Pero es el caso que frente a esta autodeterminación externa o política existe otra interna o moral, llamada también cultural. El ejercicio de ésta no es más que la expresión del derecho (con su deber correspondiente) de toda persona y de todo conjunto de personas de vivir libremente en su comunidad o comunidades, con sus tradiciones e innovaciones culturales, políticas, religiosas o lingüísticas. A ese «ejercicio de autodeterminación de los pueblos» se refería Juan Pablo II en su célebre discurso ante la ONU, tan mal interpretado por ciertos nacionalistas que cogieron el rábano por las hojas. Y a esa autodeterminación, de raíz cristiana y kantiana, se refieren los textos de la ONU cuando no se refieren explícitamente a la capacidad de decisión de los pueblos colonizados u oprimidos

El derecho de autodeterminación moral o cultural es universal, según el derecho de gentes y según el derecho internacional actual. El derecho de autodeterminación exterior o política no lo es, sino condicionalmente, y puede estar justificado moral y por tanto políticamente, según los casos, como hemos visto en el ordenamiento jurídico de la ONU, o, como explicó en su día, en la versión más generosa del tema, el tribunal constitucional de Canadá.

No se puede confundir, pues, a cada paso -confundiendo al mismo tiempo a la ciudadanía- la doble traducción jurídico-político-moral de este concepto-palabra clave de nuestro diccionario, que es la autodeterminación, por razones o sinrazones de ideología partidista y electoral.

[Era el 24 de octubre de 1839, poco después de terminada la guerra en el Norte tras el convenio de Vergara, y la víspera misma de la promulgación de la ley. La Diputación provincial de Navarra, en una exposición a Su Majestad la Reina Regente sobre la ley ya aprobada en las Cortes, decía entre otras cosas:

«La Navarra quiere la Constitución del Estado de 1837: esto es lo que ante todas cosas quiere. (...) También quieren los navarros sus fueros, pero no los quieren en su totalidad: no estamos en el siglo de los privilegios ni en tiempo de que la sociedad se rija por leyes del feudalismo. Cuando se han proclamado los principios de una ilustrada y civilizadora Legislación, la Navarra no puede rehusarlos. El país quiere que los fueros sean compatibles con su conveniencia pública general y ni quiere ni puede querer leyes de pura y exclusiva aristocracia. (...) Confírmense los fueros de Navarra, salva la Constitución del Estado. Quede ilesa y preservada en Navarra la Constitución de la Monarquía y así habrá un lazo de unión y un norte fijo que conducirá infaliblemente al puerto de salvación y evitará para siempre todo naufragio».]

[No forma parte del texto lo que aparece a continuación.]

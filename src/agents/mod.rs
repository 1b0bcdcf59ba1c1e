//! The four-node classification/routing state machine: Manager, Table
//! agent, RAG agent, Combiner.

pub mod combiner;
pub mod manager;
pub mod rag_agent;
pub mod state;
pub mod table_agent;

pub use combiner::Combiner;
pub use manager::ManagerNode;
pub use rag_agent::RagAgent;
pub use state::{AgentState, Classification};
pub use table_agent::TableAgent;
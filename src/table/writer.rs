//! Coerces a raw extracted table against its inferred schema and persists
//! it through the relational substrate inside one transaction per table.

use super::extractor::RawTable;
use super::schema::{coerce_cell, CellValue, TableSchema};
use crate::error::Result;
use crate::relational::RelationalStore;
use tracing::debug;

/// Coerce and persist one logical table. The header row (row 0) is never
/// written as data.
pub async fn write_table(
    store: &RelationalStore,
    schema: &TableSchema,
    raw: &RawTable,
) -> Result<usize> {
    store.create_table(schema).await?;

    let data_rows = raw.rows.iter().skip(1);

    // Zip the schema's columns positionally against each raw row's cells —
    // both are in the raw table's original header order, so column i's
    // semantic type always coerces cell i, never a name-matched cell from a
    // differently ordered column list.
    let coerced_rows: Vec<Vec<CellValue>> = data_rows
        .map(|row| {
            schema
                .columns
                .iter()
                .enumerate()
                .map(|(i, (_, semantic_type))| {
                    let raw_cell = row.get(i).map(|s| s.as_str()).unwrap_or("");
                    coerce_cell(raw_cell, *semantic_type)
                })
                .collect()
        })
        .collect();

    store.insert_rows(schema, &coerced_rows).await?;

    debug!(table = %schema.table_name, rows = coerced_rows.len(), "wrote table");
    Ok(coerced_rows.len())
}
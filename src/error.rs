//! Error handling for the hybrid document QA core

use thiserror::Error;

/// Result type alias for the core
pub type Result<T> = std::result::Result<T, CoreError>;

/// Main error type for the core
#[derive(Error, Debug)]
pub enum CoreError {
    #[error("Invalid input: {0}")]
    InvalidInput(String),

    #[error("⚠️ QUOTA EXCEEDED: {0}")]
    QuotaExceeded(String),

    #[error("I am not able to process this query. Please try rephrasing.")]
    RetrievalFailure,

    #[error("Schema inference failed for table: {0}")]
    SchemaInferenceFailure(String),

    #[error("The request took too long to process. Please try again.")]
    Timeout,

    #[error("Fatal error: {0}")]
    Fatal(String),

    #[error("LLM error: {0}")]
    Llm(#[from] LlmError),

    #[error("Vector store error: {0}")]
    VectorStore(#[from] VectorStoreError),

    #[error("Relational store error: {0}")]
    Relational(#[from] RelationalError),

    #[error("Configuration error: {0}")]
    Config(String),

    #[error("IO error: {0}")]
    Io(#[from] std::io::Error),

    #[error("Serialization error: {0}")]
    Serialization(#[from] serde_json::Error),

    #[error("Database error: {0}")]
    Database(#[from] sqlx::Error),

    #[error("Not found: {0}")]
    NotFound(String),
}

/// Errors related to language model operations
#[derive(Error, Debug)]
pub enum LlmError {
    #[error("Connection failed: {0}")]
    ConnectionFailed(String),

    #[error("Generation failed: {0}")]
    GenerationFailed(String),

    #[error("Embedding failed: {0}")]
    EmbeddingFailed(String),

    #[error("Invalid response: {0}")]
    InvalidResponse(String),

    #[error("Timeout: operation took too long")]
    Timeout,

    #[error("Quota exceeded: {0}")]
    QuotaExceeded(String),
}

/// Errors related to the vector (prose) substrate
#[derive(Error, Debug)]
pub enum VectorStoreError {
    #[error("Store not initialized")]
    NotInitialized,

    #[error("Invalid embedding dimension: expected {expected}, got {actual}")]
    InvalidDimension { expected: usize, actual: usize },

    #[error("Search failed: {0}")]
    SearchFailed(String),

    #[error("Storage failed: {0}")]
    StorageFailed(String),
}

/// Errors related to the relational (table) substrate
#[derive(Error, Debug)]
pub enum RelationalError {
    #[error("Table not found: {0}")]
    TableNotFound(String),

    #[error("Statement rejected: only SELECT statements may be executed ({0})")]
    NonSelectRejected(String),

    #[error("Query execution failed: {0}")]
    QueryFailed(String),

    #[error("Write failed: {0}")]
    WriteFailed(String),
}

impl CoreError {
    /// Check if the error is retryable
    pub fn is_retryable(&self) -> bool {
        matches!(
            self,
            CoreError::Timeout
                | CoreError::Llm(LlmError::Timeout)
                | CoreError::Llm(LlmError::ConnectionFailed(_))
                | CoreError::VectorStore(_)
                | CoreError::Relational(RelationalError::QueryFailed(_))
        )
    }

    /// Get error category for logging/metrics
    pub fn category(&self) -> &'static str {
        match self {
            CoreError::InvalidInput(_) => "invalid_input",
            CoreError::QuotaExceeded(_) => "quota_exceeded",
            CoreError::RetrievalFailure => "retrieval_failure",
            CoreError::SchemaInferenceFailure(_) => "schema_inference_failure",
            CoreError::Timeout => "timeout",
            CoreError::Fatal(_) => "fatal",
            CoreError::Llm(_) => "llm",
            CoreError::VectorStore(_) => "vector_store",
            CoreError::Relational(_) => "relational",
            CoreError::Config(_) => "config",
            CoreError::Io(_) => "io",
            CoreError::Serialization(_) => "serialization",
            CoreError::Database(_) => "database",
            CoreError::NotFound(_) => "not_found",
        }
    }

    /// Whether this error should propagate out of `answer`/`ingest` verbatim,
    /// rather than being absorbed into an inert per-branch response.
    pub fn propagates_out_of_answer(&self) -> bool {
        matches!(self, CoreError::InvalidInput(_) | CoreError::Fatal(_)) || self.is_quota_exceeded()
    }

    /// True for a quota condition reported either directly or wrapped from
    /// the LLM client (`#[from] LlmError`). Agent call sites check this
    /// before absorbing an LLM error into a fallback response, so a quota
    /// condition always reaches the caller instead of being swallowed.
    pub fn is_quota_exceeded(&self) -> bool {
        matches!(
            self,
            CoreError::QuotaExceeded(_) | CoreError::Llm(LlmError::QuotaExceeded(_))
        )
    }

    /// Normalize an `Llm(LlmError::QuotaExceeded)` into the bare
    /// `QuotaExceeded` variant so its `Display` carries the visible
    /// "⚠️ QUOTA EXCEEDED" marker through to the caller. A no-op for every
    /// other variant, including a bare `QuotaExceeded` already.
    pub fn into_quota_marker(self) -> CoreError {
        match self {
            CoreError::Llm(LlmError::QuotaExceeded(msg)) => CoreError::QuotaExceeded(msg),
            other => other,
        }
    }
}

/// The fixed message returned when neither substrate can answer a question.
pub const INSUFFICIENT_CONTEXT_MESSAGE: &str =
    "I don't have enough information in this document to answer that question.";

/// The fixed message returned when a query deadline is exceeded.
pub const TIMEOUT_MESSAGE: &str = "The request took too long to process. Please try again.";

/// The fixed message returned when the table agent cannot execute a query.
pub const QUERY_FAILURE_MESSAGE: &str =
    "I am not able to process this query. Please try rephrasing.";

#[cfg(test)]
mod tests {
    use super::*;

    #[test]
    fn test_error_retryable() {
        let timeout_error = CoreError::Timeout;
        assert!(timeout_error.is_retryable());

        let config_error = CoreError::Config("invalid config".to_string());
        assert!(!config_error.is_retryable());
    }

    #[test]
    fn test_error_category() {
        let llm_error = CoreError::Llm(LlmError::Timeout);
        assert_eq!(llm_error.category(), "llm");

        let vs_error = CoreError::VectorStore(VectorStoreError::NotInitialized);
        assert_eq!(vs_error.category(), "vector_store");
    }

    #[test]
    fn test_propagation_policy() {
        assert!(CoreError::InvalidInput("x".into()).propagates_out_of_answer());
        assert!(CoreError::QuotaExceeded("x".into()).propagates_out_of_answer());
        assert!(CoreError::Fatal("x".into()).propagates_out_of_answer());
        assert!(!CoreError::Timeout.propagates_out_of_answer());
        assert!(!CoreError::RetrievalFailure.propagates_out_of_answer());
    }

    #[test]
    fn test_llm_wrapped_quota_exceeded_propagates() {
        let err = CoreError::Llm(LlmError::QuotaExceeded("daily limit reached".to_string()));
        assert!(err.is_quota_exceeded());
        assert!(err.propagates_out_of_answer());
    }

    #[test]
    fn test_into_quota_marker_surfaces_visible_marker() {
        let err = CoreError::Llm(LlmError::QuotaExceeded("daily limit reached".to_string()));
        assert!(err.into_quota_marker().to_string().contains("QUOTA EXCEEDED"));
    }

    #[test]
    fn test_quota_marker_visible() {
        let err = CoreError::QuotaExceeded("daily limit reached".to_string());
        assert!(err.to_string().contains("QUOTA EXCEEDED"));
    }
}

En 1982, al contrario de lo que hicieron los representantes de la Comunidad Autónoma del País Vasco tres años antes en su Estatuto de Autonomía, los navarros mantuvimos en el Amejoramiento del Fuero la vigencia de la ley de 25 de octubre de 1839, la del 16 de agosto de 1841 y disposiciones complementarias, en cuanto no se opusieran a nuestro nuevo pacto foral.

Acertamos hace más de siglo y medio y volvimos a acertar hace 26 años.

Víctor Manuel Arbeloa, escritor, ex presidente del Parlamento de Navarra y ex senador.